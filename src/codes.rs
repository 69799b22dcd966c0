//! Server response codes.
//!
//! The wire strings are identical to the variant names, so the table is
//! generated once by a macro and `as_str`/`parse` cannot drift apart.

macro_rules! response_codes {
    ($($name:ident,)+) => {
        /// Code reported in a `ResponseCode` element. `NoError` is the
        /// canonical value for successful response messages; everything else
        /// is a server-defined error enumerant.
        #[derive(Debug, Clone, Copy, PartialEq, Eq, Hash)]
        pub enum ResponseCode {
            $($name,)+
        }

        impl ResponseCode {
            /// The exact string used on the wire.
            pub fn as_str(&self) -> &'static str {
                match self {
                    $(ResponseCode::$name => stringify!($name),)+
                }
            }

            /// Decode a wire string. `None` for strings outside the known
            /// vocabulary.
            pub fn parse(value: &str) -> Option<Self> {
                match value {
                    $(stringify!($name) => Some(ResponseCode::$name),)+
                    _ => None,
                }
            }
        }
    };
}

response_codes! {
    NoError,
    ErrorAccessDenied,
    ErrorAccountDisabled,
    ErrorAddressSpaceNotFound,
    ErrorADOperation,
    ErrorADSessionFilter,
    ErrorADUnavailable,
    ErrorAutoDiscoverFailed,
    ErrorAffectedTaskOccurrencesRequired,
    ErrorAttachmentSizeLimitExceeded,
    ErrorAvailabilityConfigNotFound,
    ErrorBatchProcessingStopped,
    ErrorCalendarCannotMoveOrCopyOccurrence,
    ErrorCalendarCannotUpdateDeletedItem,
    ErrorCalendarCannotUseIdForOccurrenceId,
    ErrorCalendarCannotUseIdForRecurringMasterId,
    ErrorCalendarDurationIsTooLong,
    ErrorCalendarEndDateIsEarlierThanStartDate,
    ErrorCalendarFolderIsInvalidForCalendarView,
    ErrorCalendarInvalidAttributeValue,
    ErrorCalendarInvalidDayForTimeChangePattern,
    ErrorCalendarInvalidDayForWeeklyRecurrence,
    ErrorCalendarInvalidPropertyState,
    ErrorCalendarInvalidPropertyValue,
    ErrorCalendarInvalidRecurrence,
    ErrorCalendarInvalidTimeZone,
    ErrorCalendarIsDelegatedForAccept,
    ErrorCalendarIsDelegatedForDecline,
    ErrorCalendarIsDelegatedForRemove,
    ErrorCalendarIsDelegatedForTentative,
    ErrorCalendarIsNotOrganizer,
    ErrorCalendarIsOrganizerForAccept,
    ErrorCalendarIsOrganizerForDecline,
    ErrorCalendarIsOrganizerForRemove,
    ErrorCalendarIsOrganizerForTentative,
    ErrorCalendarOccurrenceIndexIsOutOfRecurrenceRange,
    ErrorCalendarOccurrenceIsDeletedFromRecurrence,
    ErrorCalendarOutOfRange,
    ErrorCalendarViewRangeTooBig,
    ErrorCannotCreateCalendarItemInNonCalendarFolder,
    ErrorCannotCreateContactInNonContactFolder,
    ErrorCannotCreateTaskInNonTaskFolder,
    ErrorCannotDeleteObject,
    ErrorCannotDeleteTaskOccurrence,
    ErrorCannotOpenFileAttachment,
    ErrorCannotSetCalendarPermissionOnNonCalendarFolder,
    ErrorCannotSetNonCalendarPermissionOnCalendarFolder,
    ErrorCannotSetPermissionUnknownEntries,
    ErrorCannotUseFolderIdForItemId,
    ErrorCannotUseItemIdForFolderId,
    ErrorChangeKeyRequired,
    ErrorChangeKeyRequiredForWriteOperations,
    ErrorConnectionFailed,
    ErrorContainsFilterWrongType,
    ErrorContentConversionFailed,
    ErrorCorruptData,
    ErrorCreateItemAccessDenied,
    ErrorCreateManagedFolderPartialCompletion,
    ErrorCreateSubfolderAccessDenied,
    ErrorCrossMailboxMoveCopy,
    ErrorDataSizeLimitExceeded,
    ErrorDataSourceOperation,
    ErrorDeleteDistinguishedFolder,
    ErrorDeleteItemsFailed,
    ErrorDistinguishedUserNotSupported,
    ErrorDuplicateInputFolderNames,
    ErrorDuplicateUserIdsSpecified,
    ErrorEmailAddressMismatch,
    ErrorEventNotFound,
    ErrorExpiredSubscription,
    ErrorFolderCorrupt,
    ErrorFolderExists,
    ErrorFolderNotFound,
    ErrorFolderPropertRequestFailed,
    ErrorFolderSave,
    ErrorFolderSaveFailed,
    ErrorFolderSavePropertyError,
    ErrorFreeBusyGenerationFailed,
    ErrorGetServerSecurityDescriptorFailed,
    ErrorImpersonateUserDenied,
    ErrorImpersonationDenied,
    ErrorImpersonationFailed,
    ErrorIncorrectUpdatePropertyCount,
    ErrorIndividualMailboxLimitReached,
    ErrorInsufficientResources,
    ErrorInternalServerError,
    ErrorInternalServerTransientError,
    ErrorInvalidAccessLevel,
    ErrorInvalidAttachmentId,
    ErrorInvalidAttachmentSubfilter,
    ErrorInvalidAttachmentSubfilterTextFilter,
    ErrorInvalidAuthorizationContext,
    ErrorInvalidChangeKey,
    ErrorInvalidClientSecurityContext,
    ErrorInvalidCompleteDate,
    ErrorInvalidCrossForestCredentials,
    ErrorInvalidDelegatePermission,
    ErrorInvalidDelegateUserId,
    ErrorInvalidExcludesRestriction,
    ErrorInvalidExpressionTypeForSubFilter,
    ErrorInvalidExtendedProperty,
    ErrorInvalidExtendedPropertyValue,
    ErrorInvalidFolderId,
    ErrorInvalidFolderTypeForOperation,
    ErrorInvalidFractionalPagingParameters,
    ErrorInvalidFreeBusyViewType,
    ErrorInvalidId,
    ErrorInvalidIdEmpty,
    ErrorInvalidIdMalformed,
    ErrorInvalidIdMalformedEwsLegacyIdFormat,
    ErrorInvalidIdMonikerTooLong,
    ErrorInvalidIdNotAnItemAttachmentId,
    ErrorInvalidIdReturnedByResolveNames,
    ErrorInvalidIdStoreObjectIdTooLong,
    ErrorInvalidIdTooManyAttachmentLevels,
    ErrorInvalidIdXml,
    ErrorInvalidIndexedPagingParameters,
    ErrorInvalidInternetHeaderChildNodes,
    ErrorInvalidItemForOperationAcceptItem,
    ErrorInvalidItemForOperationCancelItem,
    ErrorInvalidItemForOperationCreateItem,
    ErrorInvalidItemForOperationCreateItemAttachment,
    ErrorInvalidItemForOperationDeclineItem,
    ErrorInvalidItemForOperationExpandDL,
    ErrorInvalidItemForOperationRemoveItem,
    ErrorInvalidItemForOperationSendItem,
    ErrorInvalidItemForOperationTentative,
    ErrorInvalidManagedFolderProperty,
    ErrorInvalidManagedFolderQuota,
    ErrorInvalidManagedFolderSize,
    ErrorInvalidMergedFreeBusyInterval,
    ErrorInvalidNameForNameResolution,
    ErrorInvalidNetworkServiceContext,
    ErrorInvalidOofParameter,
    ErrorInvalidOperation,
    ErrorInvalidOrganizationRelationshipForFreeBusy,
    ErrorInvalidPagingMaxRows,
    ErrorInvalidParentFolder,
    ErrorInvalidPercentCompleteValue,
    ErrorInvalidPropertyAppend,
    ErrorInvalidPropertyDelete,
    ErrorInvalidPropertyForExists,
    ErrorInvalidPropertyForOperation,
    ErrorInvalidPropertyRequest,
    ErrorInvalidPropertySet,
    ErrorInvalidPropertyUpdateSentMessage,
    ErrorInvalidProxySecurityContext,
    ErrorInvalidPullSubscriptionId,
    ErrorInvalidPushSubscriptionUrl,
    ErrorInvalidRecipients,
    ErrorInvalidRecipientSubfilter,
    ErrorInvalidRecipientSubfilterComparison,
    ErrorInvalidRecipientSubfilterOrder,
    ErrorInvalidRecipientSubfilterTextFilter,
    ErrorInvalidReferenceItem,
    ErrorInvalidRequest,
    ErrorInvalidRestriction,
    ErrorInvalidRoutingType,
    ErrorInvalidScheduledOofDuration,
    ErrorInvalidSchemaVersionForMailboxVersion,
    ErrorInvalidSecurityDescriptor,
    ErrorInvalidSendItemSaveSettings,
    ErrorInvalidSerializedAccessToken,
    ErrorInvalidSid,
    ErrorInvalidSmtpAddress,
    ErrorInvalidSubfilterType,
    ErrorInvalidSubfilterTypeNotAttendeeType,
    ErrorInvalidSubfilterTypeNotRecipientType,
    ErrorInvalidSubscription,
    ErrorInvalidSyncStateData,
    ErrorInvalidTimeInterval,
    ErrorInvalidUserOofSettings,
    ErrorInvalidUserPrincipalName,
    ErrorInvalidUserSid,
    ErrorInvalidUserSidMissingUPN,
    ErrorInvalidValueForProperty,
    ErrorInvalidWatermark,
    ErrorIrresolvableConflict,
    ErrorItemCorrupt,
    ErrorItemNotFound,
    ErrorItemPropertyRequestFailed,
    ErrorItemSave,
    ErrorItemSavePropertyError,
    ErrorLegacyMailboxFreeBusyViewTypeNotMerged,
    ErrorLocalServerObjectNotFound,
    ErrorLogonAsNetworkServiceFailed,
    ErrorMailboxConfiguration,
    ErrorMailboxDataArrayEmpty,
    ErrorMailboxDataArrayTooBig,
    ErrorMailboxLogonFailed,
    ErrorMailboxMoveInProgress,
    ErrorMailboxStoreUnavailable,
    ErrorMailRecipientNotFound,
    ErrorManagedFolderAlreadyExists,
    ErrorManagedFolderNotFound,
    ErrorManagedFoldersRootFailure,
    ErrorMeetingSuggestionGenerationFailed,
    ErrorMessageDispositionRequired,
    ErrorMessageSizeExceeded,
    ErrorMimeContentConversionFailed,
    ErrorMimeContentInvalid,
    ErrorMimeContentInvalidBase64String,
    ErrorMissingArgument,
    ErrorMissingEmailAddress,
    ErrorMissingEmailAddressForManagedFolder,
    ErrorMissingInformationEmailAddress,
    ErrorMissingInformationReferenceItemId,
    ErrorMissingItemForCreateItemAttachment,
    ErrorMissingManagedFolderId,
    ErrorMissingRecipients,
    ErrorMoreThanOneAccessModeSpecified,
    ErrorMoveCopyFailed,
    ErrorMoveDistinguishedFolder,
    ErrorNameResolutionMultipleResults,
    ErrorNameResolutionNoMailbox,
    ErrorNameResolutionNoResults,
    ErrorNoCalendar,
    ErrorNoFolderClassOverride,
    ErrorNoFreeBusyAccess,
    ErrorNonExistentMailbox,
    ErrorNonPrimarySmtpAddress,
    ErrorNoPropertyTagForCustomProperties,
    ErrorNotEnoughMemory,
    ErrorObjectTypeChanged,
    ErrorOccurrenceCrossingBoundary,
    ErrorOccurrenceTimeSpanTooBig,
    ErrorParentFolderIdRequired,
    ErrorParentFolderNotFound,
    ErrorPasswordChangeRequired,
    ErrorPasswordExpired,
    ErrorPropertyUpdate,
    ErrorPropertyValidationFailure,
    ErrorProxyRequestNotAllowed,
    ErrorPublicFolderRequestProcessingFailed,
    ErrorPublicFolderServerNotFound,
    ErrorQueryFilterTooLong,
    ErrorQuotaExceeded,
    ErrorReadEventsFailed,
    ErrorReadReceiptNotPending,
    ErrorRecurrenceEndDateTooBig,
    ErrorRecurrenceHasNoOccurrence,
    ErrorRequestAborted,
    ErrorRequestStreamTooBig,
    ErrorRequiredPropertyMissing,
    ErrorResponseSchemaValidation,
    ErrorRestrictionTooComplex,
    ErrorRestrictionTooLong,
    ErrorResultSetTooBig,
    ErrorSavedItemFolderNotFound,
    ErrorSchemaValidation,
    ErrorSearchFolderNotInitialized,
    ErrorSendAsDenied,
    ErrorSendMeetingCancellationsRequired,
    ErrorSendMeetingInvitationsOrCancellationsRequired,
    ErrorSendMeetingInvitationsRequired,
    ErrorSentMeetingRequestUpdate,
    ErrorSentTaskRequestUpdate,
    ErrorServerBusy,
    ErrorServiceDiscoveryFailed,
    ErrorStaleObject,
    ErrorSubscriptionAccessDenied,
    ErrorSubscriptionDelegateAccessNotSupported,
    ErrorSubscriptionNotFound,
    ErrorSyncFolderNotFound,
    ErrorTimeIntervalTooBig,
    ErrorToFolderNotFound,
    ErrorTokenSerializationDenied,
    ErrorUnableToGetUserOofSettings,
    ErrorUnsupportedCulture,
    ErrorUnsupportedMapiPropertyType,
    ErrorUnsupportedMimeConversion,
    ErrorUnsupportedPathForQuery,
    ErrorUnsupportedPathForSortGroup,
    ErrorUnsupportedPropertyDefinition,
    ErrorUnsupportedQueryFilter,
    ErrorUnsupportedRecurrence,
    ErrorUnsupportedSubFilter,
    ErrorUnsupportedTypeForConversion,
    ErrorUpdatePropertyMismatch,
    ErrorVirusDetected,
    ErrorVirusMessageDeleted,
    ErrorVoiceMailNotImplemented,
    ErrorWebRequestInInvalidState,
    ErrorWin32InteropError,
    ErrorWorkingHoursSaveFailed,
    ErrorWorkingHoursXmlMalformed,
}

impl std::fmt::Display for ResponseCode {
    fn fmt(&self, f: &mut std::fmt::Formatter<'_>) -> std::fmt::Result {
        f.write_str(self.as_str())
    }
}

impl std::str::FromStr for ResponseCode {
    type Err = String;

    fn from_str(s: &str) -> Result<Self, Self::Err> {
        ResponseCode::parse(s).ok_or_else(|| format!("unknown response code: {s}"))
    }
}
use crate::items::ews_item;

ews_item! {
    /// An e-mail message.
    ///
    /// Creation uses `MessageDisposition="SaveOnly"`: the message is stored
    /// as a draft and nothing is sent.
    Message {
        element: "Message",
        create_attributes: r#" MessageDisposition="SaveOnly""#,
    }
}

impl Message {
    pub fn is_read(&self) -> bool {
        self.properties.get_value("IsRead") == "true"
    }

    pub fn set_is_read(&mut self, read: bool) {
        self.properties
            .set_or_update("IsRead", if read { "true" } else { "false" });
    }

    pub fn get_internet_message_id(&self) -> String {
        self.properties.get_value("InternetMessageId")
    }

    pub fn get_conversation_topic(&self) -> String {
        self.properties.get_value("ConversationTopic")
    }

    pub fn get_references(&self) -> String {
        self.properties.get_value("References")
    }

    pub fn set_references(&mut self, references: &str) {
        self.properties.set_or_update("References", references);
    }
}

────────────────────────────────────────

## ACTIVITY
Looking at the records above, how many lines contain "strings"? Answer with the number alone.

## RESULT
2